Over 5 million New York Medicaid members to gain access to Transcranial Magnetic Stimulation (TMS) services

MALVERN, Pa., Sept. 17, 2025 (GLOBE NEWSWIRE) -- Neuronetics, Inc. (NASDAQ: STIM), a medical technology company focused on designing, developing, and marketing products that improve the quality of life for patients who suffer from neurohealth disorders and the maker of NeuroStar® Advanced Therapy, the leading provider of Transcranial Magnetic Simulation (TMS), announced that New York State Medicaid will begin covering TMS services for adults diagnosed with major depressive disorder (MDD). The coverage will take effect October 1, 2025, for fee-for-service Medicaid members, and November 1, 2025, for those enrolled in Medicaid Managed Care Plans.

“This decision by New York State Medicaid reflects the growing recognition of TMS as an evidence-based, life-changing treatment for patients with depression,” said Keith J. Sullivan, President and CEO of Neuronetics, Inc. “We commend the state for making TMS more accessible to patients who need it most, and we remain committed to working alongside providers and policymakers to expand access nationwide.”

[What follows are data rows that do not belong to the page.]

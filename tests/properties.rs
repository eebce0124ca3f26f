use hpl::expr::Target;
use hpl::{
    Diagnostics, ErrorCategory, ErrorKind, EventRole, Expression, Metadata, MessageType,
    MessageTypes, Property, PropertyPatch, Scope, TimeBound, Validator, ValidatorConfig,
};

/// Helper function to parse and validate a property with the default settings
fn parse_and_validate(text: &str) -> Result<Property, Diagnostics> {
    hpl::parse_property(text)
}

const GOOD_PROPERTIES: &[&str] = &[
    r#"globally: some topic {int < 1 and float < 2 and string = "hello"}"#,
    "globally: no topic within 1s",
    "globally: input causes output",
    "globally: input causes output within 1s",
    "globally: output requires input",
    "globally: output requires input within 100 ms",
    "after ~events/bumper {state = PRESSED}:
        some ~cmd_vel {linear.x < 0.0 and angular.z = 0.0}",
    "after input: no output",
    "globally: some topic {m.int in [0 to 10]!}",
    "globally: some topic {not int in [0 to 10]}",
    "globally: some topic {float_array[0] < float_array[1]}",
    "globally: some topic {forall i in [0 to len(int_array)]!: int_array[@i] > 0}",
    "globally: some topic {exists x in int_array: @x > 0}",
    "globally: some topic {len(twist_array) > 0}",
    "until input: some output",
    "after input as M: some output {x = @M.x}",
    "globally: no /joy_teleop/joy {not buttons[0] in {0, 1}}",
    "globally: no /agrob/agrob_mode {not mode in {0,1,2,3}}",
    "after /start until /stop: (/a or /b {x > 0}) forbids /c within 20 ms",
];

#[test]
fn test_good_properties() {
    for text in GOOD_PROPERTIES {
        if let Err(e) = parse_and_validate(text) {
            panic!("{} should be valid: {:?}", text, e);
        }
    }
}

#[test]
fn test_bad_properties() {
    let cases = [
        ("some topic", ErrorKind::Syntax),
        (
            r#"globally: some topic {int < 1, float < 2, string = "hello"}"#,
            ErrorKind::Syntax,
        ),
        ("globally: some topic {}", ErrorKind::Syntax),
        (r#"globally: some topic {int > "42"}"#, ErrorKind::TypeMismatch),
        ("globally: input as M causes output1 as M", ErrorKind::DuplicateAlias),
        ("globally: some topic within 0 s", ErrorKind::InvalidTimeBound),
        ("after /a until /a: some /b", ErrorKind::InvalidScopeTerminator),
        ("globally: no (/a or /a)", ErrorKind::DuplicateChannelName),
        ("globally: some topic {frobnicate(x) > 0}", ErrorKind::UnknownFunction),
        ("globally: some topic {len(5) > 0}", ErrorKind::ArityOrTypeMismatch),
        ("globally: some topic {x in [10 to 0]}", ErrorKind::InvalidRangeBounds),
        ("globally: some topic as T {x = @T.x}", ErrorKind::CircularReference),
    ];
    for (text, kind) in cases {
        let err = parse_and_validate(text).unwrap_err();
        assert!(err.contains(kind), "{} should fail with {:?}, got {:?}", text, kind, err);
    }
}

#[test]
fn test_alias_scoping() {
    let property = parse_and_validate("globally: /cmd as t causes /fb {x = @t.x} within 5 s").unwrap();
    let predicate = property.pattern().event().members()[0].predicate().unwrap();
    let Expression::Relational(_, _, right) = &**predicate else {
        panic!("expected comparison, got {}", predicate);
    };
    let Expression::FieldAccess(access) = &**right else {
        panic!("expected field access, got {}", right);
    };
    let Expression::Variable(var) = &*access.base else {
        panic!("expected alias reference, got {}", access.base);
    };
    match &var.target {
        Target::Event(target) => {
            assert_eq!(target.role, EventRole::Trigger);
            assert_eq!(&*target.channel, "/cmd");
        }
        other => panic!("unexpected target {:?}", other),
    }

    let err = parse_and_validate("globally: /cmd {x = @f.x} causes /fb as f within 5 s").unwrap_err();
    assert!(err.contains(ErrorKind::UnknownReference));
    assert!(err.iter().all(|e| e.category() == ErrorCategory::Reference));
}

#[test]
fn test_requirement_direction() {
    // the required event may look back at the trigger alias, not the other way round
    assert!(parse_and_validate("globally: /out as O requires /in {id = @O.id}").is_ok());
    let err = parse_and_validate("globally: /out {id = @I.id} requires /in as I").unwrap_err();
    assert!(err.contains(ErrorKind::UnknownReference));
}

#[test]
fn test_scope_aliases_are_visible_to_the_pattern() {
    assert!(parse_and_validate(
        "after /start as S until /stop {id = @S.id}: /a {id = @S.id} causes /b {id = @S.id}"
    )
    .is_ok());
    let err = parse_and_validate("after /start {id = @A.id}: some /a as A").unwrap_err();
    assert!(err.contains(ErrorKind::UnknownReference));
}

#[test]
fn test_every_problem_is_reported() {
    let err = parse_and_validate(
        r#"after /a as X until /a: /b as X {y > "s" and @Q} causes /c {frobnicate(1)}"#,
    )
    .unwrap_err();
    for kind in [
        ErrorKind::InvalidScopeTerminator,
        ErrorKind::DuplicateAlias,
        ErrorKind::TypeMismatch,
        ErrorKind::UnknownReference,
        ErrorKind::UnknownFunction,
    ] {
        assert!(err.contains(kind), "missing {:?} in {:?}", kind, err);
    }
}

#[test]
fn test_parse_problems_do_not_hide_the_rest() {
    let err = parse_and_validate(r#"globally: some topic {int > "42" and @Q} within 0 s"#).unwrap_err();
    for kind in [
        ErrorKind::InvalidTimeBound,
        ErrorKind::TypeMismatch,
        ErrorKind::UnknownReference,
    ] {
        assert!(err.contains(kind), "missing {:?} in {:?}", kind, err);
    }

    let err = parse_and_validate(r#"globally: (/a or /a) causes /b {x > "s"}"#).unwrap_err();
    assert!(err.contains(ErrorKind::DuplicateChannelName));
    assert!(err.contains(ErrorKind::TypeMismatch));

    let err = parse_and_validate(r#"# id: a # id: b
globally: some /a {s = "\q" and x > True}"#)
    .unwrap_err();
    for kind in [
        ErrorKind::DuplicateMetadata,
        ErrorKind::InvalidEscape,
        ErrorKind::TypeMismatch,
    ] {
        assert!(err.contains(kind), "missing {:?} in {:?}", kind, err);
    }

    let err = hpl::parse_specification(
        "globally: some /a within 0 ms\nglobally: some /b {x > True}",
    )
    .unwrap_err();
    assert!(err.contains(ErrorKind::InvalidTimeBound));
    assert!(err.contains(ErrorKind::TypeMismatch));

    let err = hpl::parse_predicate(r#"s = "\q" and 1"#).unwrap_err();
    assert!(err.contains(ErrorKind::InvalidEscape));
    assert!(err.contains(ErrorKind::TypeMismatch));
}

#[test]
fn test_time_bounds_are_distinct() {
    let five = parse_and_validate("globally: some /a within 5 s").unwrap();
    let short = parse_and_validate("globally: some /a within 200 ms").unwrap();
    assert_ne!(five, short);
    assert_eq!(five.pattern().bound(), TimeBound::seconds(5.0).ok().as_ref());
    assert_eq!(short.pattern().bound().map(|b| b.as_seconds()), Some(0.2));
}

#[test]
fn test_classification() {
    let safety = [
        "globally: no /a",
        "globally: /a forbids /b",
        "globally: /a requires /b",
    ];
    for text in safety {
        let property = parse_and_validate(text).unwrap();
        assert!(property.is_safety() && !property.is_liveness(), "{}", text);
    }
    for text in ["globally: some /a", "globally: /a causes /b"] {
        assert!(parse_and_validate(text).unwrap().is_liveness(), "{}", text);
    }
}

#[test]
fn test_events_in_temporal_order() {
    let property =
        parse_and_validate("after /s as S until /e: /t as T causes /b {x = @T.x}").unwrap();
    let roles: Vec<EventRole> = property.events().into_iter().map(|(role, _)| role).collect();
    assert_eq!(
        roles,
        vec![
            EventRole::Activator,
            EventRole::Trigger,
            EventRole::Behaviour,
            EventRole::Terminator
        ]
    );
    let aliases: Vec<&str> = property.aliases().into_iter().map(|a| &**a).collect();
    assert_eq!(aliases, vec!["S", "T"]);
}

#[test]
fn test_patch() {
    let property = parse_and_validate("after /s as S: /t as T causes /b {x = @T.x}").unwrap();

    let same = property.but(PropertyPatch::default()).unwrap();
    assert_eq!(same, property);

    let global = property
        .but(PropertyPatch {
            scope: Some(Scope::Global),
            ..Default::default()
        })
        .unwrap();
    assert!(global.scope().is_global());
    assert_eq!(global.pattern(), property.pattern());

    let pattern = property.pattern().with_bound(TimeBound::milliseconds(10.0).ok());
    let bounded = property
        .but(PropertyPatch {
            pattern: Some(pattern),
            ..Default::default()
        })
        .unwrap();
    assert_eq!(bounded.pattern().bound().map(|b| b.amount()), Some(10.0));

    let titled = property
        .but(PropertyPatch {
            metadata: Some(Some(Metadata {
                title: Some("stop".to_string()),
                ..Default::default()
            })),
            ..Default::default()
        })
        .unwrap();
    assert_eq!(titled.metadata().and_then(|m| m.title.as_deref()), Some("stop"));
    assert_eq!(titled.scope(), property.scope());
}

#[test]
fn test_metadata_round_trip() {
    let text = "# id: p1\n# title: \"No crash\"\n# description: \"The \\\"robot\\\" never\\ncrashes\"\nglobally: no /crash";
    let property = parse_and_validate(text).unwrap();
    assert_eq!(property.id().map(|i| &**i), Some("p1"));
    assert_eq!(
        property.metadata().and_then(|m| m.description.as_deref()),
        Some("The \"robot\" never\ncrashes")
    );
    assert_eq!(parse_and_validate(&property.to_string()).unwrap(), property);
}

#[test]
fn test_specification() {
    let spec = hpl::parse_specification(
        "# id: first\nglobally: some /a\n\n# id: second\nafter /a: /b causes /c within 1 s\n",
    )
    .unwrap();
    assert_eq!(spec.len(), 2);
    assert!(spec.get("second").unwrap().is_liveness());
    assert!(spec.get("third").is_none());
    assert_eq!(hpl::parse_specification(&spec.to_string()).unwrap(), spec);

    let err = hpl::parse_specification(
        "globally: some /a {x > True}\nglobally: /b as B causes /c as B",
    )
    .unwrap_err();
    assert!(err.contains(ErrorKind::TypeMismatch));
    assert!(err.contains(ErrorKind::DuplicateAlias));
}

#[test]
fn test_message_types() {
    let types = MessageTypes::new()
        .with_channel(
            "/cmd",
            MessageType::new("Cmd")
                .with_field("speed", hpl::FieldType::Number)
                .with_field("mode", hpl::FieldType::String),
        )
        .with_channel(
            "/fb",
            MessageType::new("Feedback").with_field("speed", hpl::FieldType::Number),
        );
    let validator = Validator::with_config(ValidatorConfig::default().with_message_types(types));

    assert!(validator
        .parse_property("globally: /cmd as C causes /fb {speed = @C.speed}")
        .is_ok());

    let err = validator
        .parse_property("globally: /cmd as C causes /fb {speed = @C.sped}")
        .unwrap_err();
    assert!(err.contains(ErrorKind::UnknownField));

    let err = validator
        .parse_property("globally: /cmd {mode > 1} causes /fb")
        .unwrap_err();
    assert!(err.contains(ErrorKind::TypeMismatch));

    let err = validator.parse_property("globally: some /other").unwrap_err();
    assert!(err.contains(ErrorKind::UnknownChannelType));
}

#[test]
fn test_logging_validator() {
    let validator = Validator::new(ValidatorConfig::default(), hpl::logging::stderr_logger());
    assert!(validator.parse_property("# id: logged\nglobally: some /a {x > 0}").is_ok());
}

#[test]
fn test_canonical_form() {
    let unsplit = [
        "globally: no /a",
        "globally: some (/a or /b)",
        "globally: /a causes (/b or /c)",
    ];
    for text in unsplit {
        let property = parse_and_validate(text).unwrap();
        assert_eq!(property.canonical_form().unwrap(), vec![property], "{}", text);
    }

    let property = parse_and_validate("globally: no (/a or /b {x > 0})").unwrap();
    let behaviours: Vec<String> = property
        .canonical_form()
        .unwrap()
        .iter()
        .map(|p| p.pattern().event().to_string())
        .collect();
    assert_eq!(behaviours, vec!["/a", "/b {(x > 0)}"]);

    let property = parse_and_validate("after (/a or /b): some (/c or /d)").unwrap();
    let forms = property.canonical_form().unwrap();
    assert_eq!(forms.len(), 2);
    for form in &forms {
        assert_eq!(form.scope().activator().map(|a| a.members().len()), Some(1));
        assert_eq!(form.pattern(), property.pattern());
    }

    let property = parse_and_validate("after (/a or /b): (/c or /d) causes /e").unwrap();
    assert_eq!(property.canonical_form().unwrap().len(), 4);

    // the second form loses the alias its predicate relies on
    let property = parse_and_validate("after (/a as A or /b): some /c {x = @A.x}").unwrap();
    let err = property.canonical_form().unwrap_err();
    assert!(err.contains(ErrorKind::UnknownReference));
}
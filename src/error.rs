use miette::{Diagnostic, SourceSpan};
use thiserror::Error;

use crate::types::{DataType, TypeClass};

/// Every problem the front end can report about an HPL property
#[allow(dead_code)] // Fields are used by miette's derive macros
#[derive(Debug, Clone, PartialEq, Diagnostic, Error)]
pub enum HplError {
    // Syntax errors from pest
    #[error("Syntax error at line {line}, column {col}")]
    #[diagnostic(code(hpl::syntax))]
    Syntax {
        #[source_code]
        src: String,
        #[label("{expected_msg}")]
        span: SourceSpan,
        #[help]
        help: Option<String>,
        expected_msg: String,
        line: usize,
        col: usize,
    },

    #[error("Invalid escape sequence '{sequence}'")]
    #[diagnostic(
        code(hpl::invalid_escape),
        help("Valid escape sequences: \\n, \\t, \\\\, \\\"")
    )]
    InvalidEscape {
        sequence: String,
        #[label("invalid escape")]
        span: SourceSpan,
        #[source_code]
        src: String,
    },

    #[error("Metadata key '{key}' is given more than once")]
    #[diagnostic(code(hpl::duplicate_metadata))]
    DuplicateMetadata {
        key: String,
        #[label("repeated here")]
        span: SourceSpan,
        #[source_code]
        src: String,
    },

    // Type errors
    #[error("Expected {expected}, found {found}: {expr}")]
    #[diagnostic(code(hpl::type_mismatch))]
    TypeMismatch {
        expected: String,
        found: DataType,
        expr: String,
    },

    #[error("Unknown function: '{name}'")]
    #[diagnostic(code(hpl::unknown_function))]
    UnknownFunction {
        name: String,
        #[help]
        suggestions: Option<String>,
    },

    #[error("Function '{function}' expects a {expected} argument, found {found}: {expr}")]
    #[diagnostic(code(hpl::function_signature))]
    ArityOrTypeMismatch {
        function: String,
        expected: TypeClass,
        found: DataType,
        expr: String,
    },

    #[error("Invalid range bounds in {expr}: {reason}")]
    #[diagnostic(code(hpl::range_bounds))]
    InvalidRangeBounds { expr: String, reason: String },

    #[error("Variable '{name}' is already bound by an enclosing quantifier: {expr}")]
    #[diagnostic(
        code(hpl::duplicate_bound_variable),
        help("Rename the inner variable")
    )]
    DuplicateBoundVariable { name: String, expr: String },

    #[error("Quantified variable '{name}' is never used in its body: {expr}")]
    #[diagnostic(
        code(hpl::unused_bound_variable),
        help("Refer to the variable as @{name} inside the quantifier body")
    )]
    UnusedBoundVariable { name: String, expr: String },

    #[error("Expression nesting depth {depth} exceeds the limit of {limit}")]
    #[diagnostic(code(hpl::too_deep))]
    ExpressionTooDeep { depth: usize, limit: usize },

    // Reference errors
    #[error("Unknown reference: '@{name}'")]
    #[diagnostic(code(hpl::unknown_reference))]
    UnknownReference {
        name: String,
        #[help]
        help: Option<String>,
    },

    #[error("Event on '{channel}' refers to its own alias '@{alias}'")]
    #[diagnostic(
        code(hpl::circular_reference),
        help("Use the bare field name to refer to the event's own message")
    )]
    CircularReference { alias: String, channel: String },

    #[error("Message type '{message_type}' has no field '{field}': {expr}")]
    #[diagnostic(code(hpl::unknown_field))]
    UnknownField {
        message_type: String,
        field: String,
        expr: String,
        #[help]
        suggestions: Option<String>,
    },

    #[error("Index {index} is out of range for an array of length {length}: {expr}")]
    #[diagnostic(code(hpl::index_out_of_range))]
    IndexOutOfRange {
        index: usize,
        length: usize,
        expr: String,
    },

    #[error("Index {index} is not a whole, non-negative number: {expr}")]
    #[diagnostic(code(hpl::invalid_index))]
    InvalidIndex { index: String, expr: String },

    #[error("No message type is declared for channel '{channel}'")]
    #[diagnostic(code(hpl::unknown_channel_type))]
    UnknownChannelType { channel: String },

    // Structural errors
    #[error("Channel '{channel}' appears more than once in a disjunction")]
    #[diagnostic(code(hpl::duplicate_channel))]
    DuplicateChannelName { channel: String },

    #[error("A disjunction needs at least two events, found {members}")]
    #[diagnostic(code(hpl::degenerate_disjunction))]
    DegenerateDisjunction { members: usize },

    #[error("Alias '{alias}' is introduced by more than one event")]
    #[diagnostic(code(hpl::duplicate_alias))]
    DuplicateAlias { alias: String },

    #[error("Time bound must be a positive amount, found {amount}")]
    #[diagnostic(code(hpl::time_bound), help("Use e.g. 'within 5 s' or 'within 200 ms'"))]
    InvalidTimeBound { amount: String },

    #[error("Scope terminator '{channel}' is the same event as the activator")]
    #[diagnostic(code(hpl::scope_terminator))]
    InvalidScopeTerminator { channel: String },

    #[error("Invalid channel name: '{name}'")]
    #[diagnostic(
        code(hpl::channel_name),
        help("Channel names look like /ns/topic, ~private or topic")
    )]
    InvalidChannelName { name: String },

    #[error("Invalid identifier: '{name}'")]
    #[diagnostic(code(hpl::identifier))]
    InvalidIdentifier { name: String },

    #[error("Predicate on '{channel}' does not mention any field of its own message: {predicate}")]
    #[diagnostic(code(hpl::missing_self_reference))]
    MissingSelfReference { channel: String, predicate: String },

    // Internal errors
    #[error("Internal parser error: {message}")]
    #[diagnostic(code(hpl::internal))]
    Internal { message: String },
}

/// Broad family of a diagnostic
#[derive(Debug, Clone, Copy, PartialEq, Eq, Hash)]
pub enum ErrorCategory {
    /// malformed text, reported by the parser
    Syntax,
    Type,
    Reference,
    Structural,
}

/// Fieldless mirror of [`HplError`] variants
#[derive(Debug, Clone, Copy, PartialEq, Eq, Hash)]
pub enum ErrorKind {
    Syntax,
    InvalidEscape,
    DuplicateMetadata,
    TypeMismatch,
    UnknownFunction,
    ArityOrTypeMismatch,
    InvalidRangeBounds,
    DuplicateBoundVariable,
    UnusedBoundVariable,
    ExpressionTooDeep,
    UnknownReference,
    CircularReference,
    UnknownField,
    IndexOutOfRange,
    InvalidIndex,
    UnknownChannelType,
    DuplicateChannelName,
    DegenerateDisjunction,
    DuplicateAlias,
    InvalidTimeBound,
    InvalidScopeTerminator,
    InvalidChannelName,
    InvalidIdentifier,
    MissingSelfReference,
    Internal,
}

impl HplError {
    pub fn kind(&self) -> ErrorKind {
        match self {
            HplError::Syntax { .. } => ErrorKind::Syntax,
            HplError::InvalidEscape { .. } => ErrorKind::InvalidEscape,
            HplError::DuplicateMetadata { .. } => ErrorKind::DuplicateMetadata,
            HplError::TypeMismatch { .. } => ErrorKind::TypeMismatch,
            HplError::UnknownFunction { .. } => ErrorKind::UnknownFunction,
            HplError::ArityOrTypeMismatch { .. } => ErrorKind::ArityOrTypeMismatch,
            HplError::InvalidRangeBounds { .. } => ErrorKind::InvalidRangeBounds,
            HplError::DuplicateBoundVariable { .. } => ErrorKind::DuplicateBoundVariable,
            HplError::UnusedBoundVariable { .. } => ErrorKind::UnusedBoundVariable,
            HplError::ExpressionTooDeep { .. } => ErrorKind::ExpressionTooDeep,
            HplError::UnknownReference { .. } => ErrorKind::UnknownReference,
            HplError::CircularReference { .. } => ErrorKind::CircularReference,
            HplError::UnknownField { .. } => ErrorKind::UnknownField,
            HplError::IndexOutOfRange { .. } => ErrorKind::IndexOutOfRange,
            HplError::InvalidIndex { .. } => ErrorKind::InvalidIndex,
            HplError::UnknownChannelType { .. } => ErrorKind::UnknownChannelType,
            HplError::DuplicateChannelName { .. } => ErrorKind::DuplicateChannelName,
            HplError::DegenerateDisjunction { .. } => ErrorKind::DegenerateDisjunction,
            HplError::DuplicateAlias { .. } => ErrorKind::DuplicateAlias,
            HplError::InvalidTimeBound { .. } => ErrorKind::InvalidTimeBound,
            HplError::InvalidScopeTerminator { .. } => ErrorKind::InvalidScopeTerminator,
            HplError::InvalidChannelName { .. } => ErrorKind::InvalidChannelName,
            HplError::InvalidIdentifier { .. } => ErrorKind::InvalidIdentifier,
            HplError::MissingSelfReference { .. } => ErrorKind::MissingSelfReference,
            HplError::Internal { .. } => ErrorKind::Internal,
        }
    }

    pub fn category(&self) -> ErrorCategory {
        use ErrorKind::*;
        match self.kind() {
            Syntax | InvalidEscape | DuplicateMetadata | Internal => ErrorCategory::Syntax,
            TypeMismatch | UnknownFunction | ArityOrTypeMismatch | InvalidRangeBounds
            | DuplicateBoundVariable | UnusedBoundVariable | ExpressionTooDeep | InvalidIndex => {
                ErrorCategory::Type
            }
            UnknownReference | CircularReference | UnknownField | IndexOutOfRange
            | UnknownChannelType => ErrorCategory::Reference,
            DuplicateChannelName | DegenerateDisjunction | DuplicateAlias | InvalidTimeBound
            | InvalidScopeTerminator | InvalidChannelName | InvalidIdentifier
            | MissingSelfReference => ErrorCategory::Structural,
        }
    }

    /// Create an internal error
    pub fn internal(msg: impl Into<String>) -> Self {
        HplError::Internal {
            message: msg.into(),
        }
    }
}

/// Ordered, non-empty list of problems found while validating
#[derive(Debug, Clone, PartialEq, Diagnostic, Error)]
#[error("{} problem(s) found", .errors.len())]
#[diagnostic(code(hpl::invalid))]
pub struct Diagnostics {
    #[related]
    errors: Vec<HplError>,
}

impl Diagnostics {
    /// `None` when there is nothing to report
    pub fn from_vec(errors: Vec<HplError>) -> Option<Self> {
        if errors.is_empty() {
            None
        } else {
            Some(Self { errors })
        }
    }

    pub fn iter(&self) -> std::slice::Iter<'_, HplError> {
        self.errors.iter()
    }

    pub fn len(&self) -> usize {
        self.errors.len()
    }

    pub fn is_empty(&self) -> bool {
        self.errors.is_empty()
    }

    pub fn count(&self, kind: ErrorKind) -> usize {
        self.errors.iter().filter(|e| e.kind() == kind).count()
    }

    pub fn contains(&self, kind: ErrorKind) -> bool {
        self.count(kind) > 0
    }

    pub fn into_vec(self) -> Vec<HplError> {
        self.errors
    }
}

impl From<HplError> for Diagnostics {
    fn from(error: HplError) -> Self {
        Self {
            errors: vec![error],
        }
    }
}

impl IntoIterator for Diagnostics {
    type Item = HplError;
    type IntoIter = std::vec::IntoIter<HplError>;

    fn into_iter(self) -> Self::IntoIter {
        self.errors.into_iter()
    }
}

impl<'a> IntoIterator for &'a Diagnostics {
    type Item = &'a HplError;
    type IntoIter = std::slice::Iter<'a, HplError>;

    fn into_iter(self) -> Self::IntoIter {
        self.errors.iter()
    }
}

/// Collects `Ok` values, or every error when at least one fails
pub(crate) fn collect_all<T>(
    results: impl IntoIterator<Item = Result<T, Vec<HplError>>>,
) -> Result<Vec<T>, Vec<HplError>> {
    let mut values = Vec::new();
    let mut errors = Vec::new();
    for result in results {
        match result {
            Ok(value) => values.push(value),
            Err(mut e) => errors.append(&mut e),
        }
    }
    if errors.is_empty() {
        Ok(values)
    } else {
        Err(errors)
    }
}

/// Levenshtein distance used for "did you mean" suggestions
pub(crate) fn levenshtein_distance(a: &str, b: &str) -> usize {
    let a_chars: Vec<char> = a.chars().collect();
    let b_chars: Vec<char> = b.chars().collect();
    let a_len = a_chars.len();
    let b_len = b_chars.len();

    if a_len == 0 {
        return b_len;
    }
    if b_len == 0 {
        return a_len;
    }

    let mut prev_row: Vec<usize> = (0..=b_len).collect();
    let mut curr_row = vec![0; b_len + 1];

    for (i, a_char) in a_chars.iter().enumerate() {
        curr_row[0] = i + 1;

        for (j, b_char) in b_chars.iter().enumerate() {
            let cost = usize::from(a_char != b_char);
            curr_row[j + 1] = (curr_row[j] + 1) // insertion
                .min(prev_row[j + 1] + 1) // deletion
                .min(prev_row[j] + cost); // substitution
        }

        std::mem::swap(&mut prev_row, &mut curr_row);
    }

    prev_row[b_len]
}

/// "Did you mean" help text for `word` among `candidates`
pub(crate) fn suggest<'a>(
    word: &str,
    candidates: impl IntoIterator<Item = &'a str>,
) -> Option<String> {
    let close: Vec<&str> = candidates
        .into_iter()
        .filter(|c| levenshtein_distance(word, c) <= 2)
        .collect();
    match close.as_slice() {
        [] => None,
        [one] => Some(format!("Did you mean '{}'?", one)),
        many => Some(format!("Did you mean one of: {}?", many.join(", "))),
    }
}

Under the new policy, nearly 1 million individuals with fee-for-service Medicaid and over 4.4 million individuals with Managed Care Organizations, will now be covered for TMS services by Medicaid in New York State.1

Major depressive disorder (MDD) is a serious issue that affects 21 million adults in the United States, with 6.4 million people being unable to tolerate or receiving inadequate relief from antidepressant medication.2-4 NeuroStar Advanced Therapy is a non-drug, non-invasive treatment option that delivers targeted magnetic pulses to stimulate neurons in the brain responsible for regulating mood that can improve the quality of life for people suffering from neurohealth conditions when traditional medication has not helped. According to the NeuroStar Outcomes Database, patients can achieve up to an 83% response rate and 62% remission rate of their MDD.5

Neuronetics is the only TMS company in the industry with a dedicated health policy team that partners with both providers and payors to advocate for health policy updates. For more information about NeuroStar TMS Therapy, please visit NeuroStar.com.

About Neuronetics
Neuronetics, Inc. believes that mental health is as important as physical health. As a global leader in neuroscience, Neuronetics is delivering more treatment options to patients and physicians by offering exceptional in-office treatments that produce extraordinary results. NeuroStar Advanced Therapy is a non-drug, noninvasive treatment that can improve the quality of life for people suffering from neurohealth conditions when traditional medication has not helped. In addition to selling the NeuroStar Advanced Therapy System and associated treatment sessions to customers, Neuronetics operates Greenbrook TMS Inc. (Greenbrook) treatment centers across the United States, offering NeuroStar Advanced Therapy for the treatment of MDD and other mental health disorders. NeuroStar Advanced Therapy is the leading TMS treatment for MDD in adults, with more than 7.6 million treatments delivered, and is backed by the largest clinical data set of any TMS treatment system for depression, including the world’s largest depression outcomes registry. Greenbrook treatment centers also offer SPRAVATO® (esketamine) Nasal Spray, a prescription medicine indicated for the treatment of treatment-resistant depression (TRD) in adults as monotherapy or in conjunction with an oral antidepressant. It is also indicated for depressive symptoms in adults with major depressive disorder (MDD) with acute suicidal ideation or behavior in conjunction with an oral antidepressant.1 Greenbrook has provided more than 1.8 million treatments to over 55,000 patients struggling with depression.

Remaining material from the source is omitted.